RME: This is from the article downloaded from this website, which I gave as a reference:
Our last scheduled stop was in Van Wert, Ohio. Again, Harry drove into the station, making a precise spot so that the various mail and express carts did not have to move far to find an open door. He called me over to his side of the cab and said, "Johnny, this may be our last chance at one of these beasts. What do you say about seeing just what she'll do between here and Fort Wayne?" As he spoke, I noted that his face was completely covered with dirt, except for the two white circles behind his glasses.
My deferential reply was, "You're the boss. My side of the cab is still attached to yours." He nodded in reply to my answer, and issued a warning. "You'd better get your fire ready, 'cause we're going to move out of here."
With this bit of information, I began to work on my fire. I grabbed the No. 5 scoop shovel and filled the back corners of the firebox. I shut off the stoker jets and ran a big ward of coal into the firebox, right in front of the firebox doors. When finished, I felt satisfied that I was ready for what was to come.
With the first peep of the communicating whistle, Harry turned on the bell and sanders. A second later came the second peep. He cautiously opened the throttle. The first six or so exhausts were relatively gentle "chuffs" as we began to move. One of the exhausts blew a perfect smoke ring. When Harry was satisfied that we had a good supply of sand under the drivers, he pulled open the throttle a little farther. Until then, the sounds of the exhaust had been drowned out by the sound of the whistle, but no more. The exhaust began to snap and crack out of the twin stacks. The presence of nearby warehouses and lumber yards created a pronounced echo effect so that each exhaust was multiplied as it bounced back and forth from building to building. This was the ultimate in stereo. With the heavy throttle, the engine began to rock slightly from side to side.
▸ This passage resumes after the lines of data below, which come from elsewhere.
//! Tree enumeration port (driven/secondary port)

use std::path::{Path, PathBuf};

/// Port trait for listing the files below a root
#[async_trait::async_trait]
pub trait ITreeWalker: Send + Sync {
    /// Returns the absolute paths of all files below `root`, nested
    /// directories included, in no particular order
    ///
    /// # Errors
    /// Returns an error if `root` cannot be read
    async fn walk(&self, root: &Path) -> anyhow::Result<Vec<PathBuf>>;
}
//! State store port (driven/secondary port)
//!
//! Persists the [`Registry`] between runs.
//!
//! ## Design Notes
//!
//! - `load` on a store that has never been written returns an empty
//!   registry; unreadable, unparseable or invalid content is an error.
//! - A failed `save` means the last mutation is not durable. Callers
//!   surface the failure and reload before the next mutation.

use crate::domain::registry::Registry;

/// Port trait for registry persistence
#[async_trait::async_trait]
pub trait IStateStore: Send + Sync {
    /// Loads the registry, creating an empty one if none exists
    ///
    /// # Errors
    /// Returns an error if persisted state exists but cannot be parsed
    async fn load(&self) -> anyhow::Result<Registry>;

    /// Replaces the persisted registry with `registry`
    ///
    /// # Errors
    /// Returns an error if the state could not be written durably
    async fn save(&self, registry: &Registry) -> anyhow::Result<()>;
}
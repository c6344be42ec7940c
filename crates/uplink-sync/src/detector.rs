//! Per-file upload/skip decision for incremental passes
//!
//! For each walked path the detector, in order:
//! 1. skips directories,
//! 2. derives the forward-slash relative path,
//! 3. fingerprints the file,
//! 4. compares with the stored [`FileState`] (equal means unchanged),
//! 5. consults the ignore rules.
//!
//! Ignore decisions are never recorded in state, so an ignored file is
//! re-checked on every pass. The rules themselves are compiled once per
//! watch and kept for the life of the process; edits to the rule file take
//! effect after a restart.

use std::collections::BTreeMap;
use std::path::Path;

use anyhow::{Context, Result};
use uplink_core::domain::{FileState, FingerprintMode, RelativePath};

use crate::fingerprint;
use crate::patterns::IgnoreRules;

/// Outcome of inspecting one walked path
#[derive(Debug, Clone, PartialEq, Eq)]
pub enum Decision {
    /// The path is a directory
    Directory,
    /// Fingerprint equals the stored state
    Unchanged(RelativePath),
    /// Changed or new, but excluded by the ignore rules
    Ignored(RelativePath),
    /// Must be uploaded; `state` is recorded once the upload succeeds
    Changed { rel: RelativePath, state: FileState },
}

/// Change detector bound to one watch's root, state and rules
pub struct ChangeDetector<'a> {
    root: &'a Path,
    mode: FingerprintMode,
    files: &'a BTreeMap<RelativePath, FileState>,
    rules: &'a IgnoreRules,
}

impl<'a> ChangeDetector<'a> {
    pub fn new(
        root: &'a Path,
        mode: FingerprintMode,
        files: &'a BTreeMap<RelativePath, FileState>,
        rules: &'a IgnoreRules,
    ) -> Self {
        Self {
            root,
            mode,
            files,
            rules,
        }
    }

    /// Decide what to do with `path`
    ///
    /// # Errors
    /// Returns an error if the path vanished, lies outside the root, or
    /// cannot be fingerprinted
    pub async fn inspect(&self, path: &Path) -> Result<Decision> {
        let metadata = tokio::fs::metadata(path)
            .await
            .with_context(|| format!("Failed to stat {}", path.display()))?;
        if metadata.is_dir() {
            return Ok(Decision::Directory);
        }

        let rel = RelativePath::from_root(self.root, path)?;
        let current = fingerprint::fingerprint(path, self.mode).await?;

        if let Some(previous) = self.files.get(&rel) {
            if previous.same_fingerprint(&current, self.mode) {
                return Ok(Decision::Unchanged(rel));
            }
        }

        if self.rules.is_ignored(rel.as_str(), false) {
            return Ok(Decision::Ignored(rel));
        }

        Ok(Decision::Changed {
            rel,
            state: current,
        })
    }
}
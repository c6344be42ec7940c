//! Start command - Run watches in the foreground
//!
//! Provides the `uplink start` CLI command which:
//! 1. Starts one watch (when LOCAL is given) or every configured watch
//! 2. Blocks until SIGINT or SIGTERM
//! 3. Stops every watch and waits for in-flight passes to wind down

use std::path::PathBuf;

use anyhow::Result;
use clap::Args;
use tracing::info;
use uplink_core::config::Config;

use crate::commands::build_registry;
use crate::output::{get_formatter, OutputFormat};

#[derive(Debug, Args)]
pub struct StartCommand {
    /// Start only the watch for this directory
    pub local: Option<PathBuf>,
}

impl StartCommand {
    pub async fn execute(&self, config: &Config, format: OutputFormat) -> Result<()> {
        let formatter = get_formatter(format);
        let registry = build_registry(config);

        let started = match &self.local {
            Some(local) => {
                registry.start_watch(local).await?;
                1
            }
            None => registry.start_all().await?,
        };

        if started == 0 {
            formatter.warn("No watches to start. Use 'uplink watch add LOCAL REMOTE'.");
            return Ok(());
        }

        if format.is_json() {
            formatter.print_json(&serde_json::json!({ "started": started }));
        } else {
            formatter.success(&format!("Started {started} watch(es). Press Ctrl+C to stop."));
        }

        shutdown_signal().await;

        info!("Stopping watches");
        registry.shutdown().await;
        formatter.success("All watches stopped");
        Ok(())
    }
}

async fn shutdown_signal() {
    let ctrl_c = async {
        tokio::signal::ctrl_c()
            .await
            .expect("Failed to install Ctrl+C handler");
    };

    #[cfg(unix)]
    let terminate = async {
        tokio::signal::unix::signal(tokio::signal::unix::SignalKind::terminate())
            .expect("Failed to install SIGTERM handler")
            .recv()
            .await;
    };

    #[cfg(not(unix))]
    let terminate = std::future::pending::<()>();

    tokio::select! {
        _ = ctrl_c => {
            info!("Received SIGINT (Ctrl+C)");
        }
        _ = terminate => {
            info!("Received SIGTERM");
        }
    }
}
We rounded the curve at Estry Tower, and now between us and Fort Wayne lay 31 miles of perfectly straight track. As soon as we cleared the Cincinnati Northern diamond, Harry pulled the throttle wide open. The engine began to quiver, and it was easy to note the acceleration. With a good supply of sand, there was not a hint of a slip, although I did note that Harry kept his hand on the throttle in anticipation of such an event. As the speed built up, he began to move the reverse lever from the corner up towards center, in effect shifting from low to high gear.
The busy U.S. 30 crossing slipped by with the speedometer showing 78 mph. Soon the needle showed 86. In spite of the large demand for steam, I had no problem maintaining 300 pounds of steam pressure. This was not necessarily due to my prowess as a fireman, but rather to the fact that the engine was a free steamer. I cracked open the firedoors to check the fire. I was satisfied to note that its color was bright yellow-white. The coal that I had put into the back corners and in front of the fire door was long gone.
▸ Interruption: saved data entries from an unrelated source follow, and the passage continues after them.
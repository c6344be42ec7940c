//! Watch command - Configure watches
//!
//! Provides the `uplink watch` CLI commands:
//! - `add` registers a local directory with its remote destination
//! - `delete` removes a watch and its per-file state
//! - `list` shows every watch with its settings and running flag

use std::path::{Path, PathBuf};

use anyhow::Result;
use clap::Subcommand;
use tracing::info;
use uplink_core::config::{Config, SUPPORTED_METHODS};
use uplink_core::domain::{EncryptionSettings, FingerprintMode, SyncMode};
use uplink_sync::NewWatch;

use crate::commands::build_registry;
use crate::output::{get_formatter, status_json, OutputFormat};

#[derive(Debug, Subcommand)]
pub enum WatchCommand {
    /// Watch a local directory
    Add {
        /// Local directory to upload
        local: PathBuf,
        /// Remote destination directory (absolute, e.g. /backup/docs)
        remote: String,
        /// Seconds between passes (defaults to sync.default_interval)
        #[arg(long)]
        interval: Option<u64>,
        /// Encrypt every upload with this key
        #[arg(long)]
        key: Option<String>,
        /// Encryption method (defaults to sync.default_method)
        #[arg(long, requires = "key")]
        method: Option<String>,
        /// Ignore-rule file (relative paths resolve against LOCAL)
        #[arg(long)]
        ignore_file: Option<PathBuf>,
        /// Upload under random names (requires --key)
        #[arg(long, requires = "key")]
        anonymize: bool,
        /// Upload the whole directory as one archive per pass
        #[arg(long)]
        bundle: bool,
        /// Detect changes by mtime and size instead of content hash
        #[arg(long)]
        metadata: bool,
    },
    /// Stop watching a local directory
    Delete {
        /// Local directory of the watch
        local: PathBuf,
    },
    /// List configured watches
    List,
}

impl WatchCommand {
    pub async fn execute(&self, config: &Config, format: OutputFormat) -> Result<()> {
        match self {
            WatchCommand::Add {
                local,
                remote,
                interval,
                key,
                method,
                ignore_file,
                anonymize,
                bundle,
                metadata,
            } => {
                let method = method
                    .clone()
                    .unwrap_or_else(|| config.sync.default_method.clone());
                let mut request = NewWatch::new(
                    local,
                    remote.clone(),
                    interval.unwrap_or(config.sync.default_interval),
                );
                request.encryption = key.as_ref().map(|key| EncryptionSettings {
                    key: key.clone(),
                    method,
                });
                request.ignore_file = ignore_file.clone();
                request.anonymize_names = *anonymize;
                if *bundle {
                    request.mode = SyncMode::Bundle;
                }
                if *metadata {
                    request.fingerprint = FingerprintMode::Metadata;
                }
                self.execute_add(config, request, format).await
            }
            WatchCommand::Delete { local } => self.execute_delete(config, local, format).await,
            WatchCommand::List => self.execute_list(config, format).await,
        }
    }

    async fn execute_add(&self, config: &Config, request: NewWatch, format: OutputFormat) -> Result<()> {
        let formatter = get_formatter(format);

        if let Some(settings) = &request.encryption {
            let method = settings.method.to_ascii_lowercase();
            if !SUPPORTED_METHODS.contains(&method.as_str()) {
                anyhow::bail!(
                    "Unsupported encryption method '{}' (expected one of: {})",
                    settings.method,
                    SUPPORTED_METHODS.join(", ")
                );
            }
        }

        let registry = build_registry(config);
        let entry = registry.add_watch(request).await?;
        info!(local = %entry.local.display(), "Watch added");

        if format.is_json() {
            formatter.print_json(&status_json(&entry.id(), &entry, false));
            return Ok(());
        }

        formatter.success(&format!(
            "Watching {} -> {}",
            entry.local.display(),
            entry.remote
        ));
        formatter.info(&format!("Interval: {}s", entry.interval_secs));
        if entry.encryption.is_some() {
            formatter.info("Encryption: enabled");
        }
        if entry.mode == SyncMode::Bundle {
            formatter.info("Mode: bundle");
        }
        formatter.info("Run 'uplink start' to begin uploading.");
        Ok(())
    }

    async fn execute_delete(&self, config: &Config, local: &Path, format: OutputFormat) -> Result<()> {
        let formatter = get_formatter(format);
        let registry = build_registry(config);

        registry.delete_watch(local).await?;
        formatter.success(&format!("Removed watch {}", local.display()));
        Ok(())
    }

    async fn execute_list(&self, config: &Config, format: OutputFormat) -> Result<()> {
        let formatter = get_formatter(format);
        let registry = build_registry(config);
        let watches = registry.list_watches().await?;

        formatter.watches(&watches);
        Ok(())
    }
}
Dixon is the location of a cast-iron post indicating Ohio on one side and Indiana on the other. We did not have much time for reading as we were now running at 96 mph. Harry had now moved the reverse lever to within just a few points of being vertical. He was kept busy blowing for road crossings. At our speed, there was not too much time from the passing of a whistle post until the crossing showed up.
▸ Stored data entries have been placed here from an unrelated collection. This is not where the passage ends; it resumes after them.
//! Benchmark parameter types.

use std::fmt;

use robustclust_core::QueryMethod;

/// Parameters for a constraint-selection benchmark run.
#[derive(Clone, Debug)]
pub struct SelectionBenchParams {
    /// Number of points in the dataset.
    pub point_count: usize,
    /// Query method under measurement.
    pub method: QueryMethod,
}

impl fmt::Display for SelectionBenchParams {
    fn fmt(&self, f: &mut fmt::Formatter<'_>) -> fmt::Result {
        write!(f, "n={},method={}", self.point_count, self.method)
    }
}

/// Parameters for a merge-tree benchmark run.
#[derive(Clone, Debug)]
pub struct LinkageBenchParams {
    /// Number of points in the dataset.
    pub point_count: usize,
}

impl fmt::Display for LinkageBenchParams {
    fn fmt(&self, f: &mut fmt::Formatter<'_>) -> fmt::Result {
        write!(f, "n={}", self.point_count)
    }
}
We bounced straight through the Monroeville crossovers at 108 mph, with the needle still unwinding. West of town we hit 110. The "T" still had reserve left. The only problem we had was with dirt and soot. This was compounded by coal dust from the tender.
At Maples the speedometer needle quit moving. We were now covering a mile in 30 seconds - 120 mph!
We blazed by Adams Tower with the engine and tender each trying to go their separate ways as they passed over the crossovers and siding switches. The tower operator beat a hasty retreat as the breeze we created tried to blow him over. Clearing the interlocking, Harry applied the brakes and pulled our speed down to a more respectable 80. We slipped into town, stopping at the coal dock for a load of coal. With the tender full, we made our final dash of a mile to the Fort Wayne station.
Arriving there, we got off and headed downstairs to the crew room. The passenger crew dispatcher, Chet Glant, met Harry as he turned in his timeslip. "Harry, the dispatcher wants to talk to you upstairs." So without cleaning ourselves, we both went up to the dispatcher's office.
The dispatcher eyeballed us, shaking his head in wonder. Somewhat sarcastically he asked, "Which one of you two clowns has a pilot's license?" He paused for dramatic effect and continued, "You guys were certainly flying low today. According to your timing by Estry and Adams, it took you only 17 minutes to cover 27miles. Now my math is nothing to brag about, but that averages out to something like 95 miles per hour, and that from a station stop."
Neither of us offered any comment. He looked at us for a few moments and closed with the admonition, "Don't do this again." As we walked out he grinned and added, Good job, guys."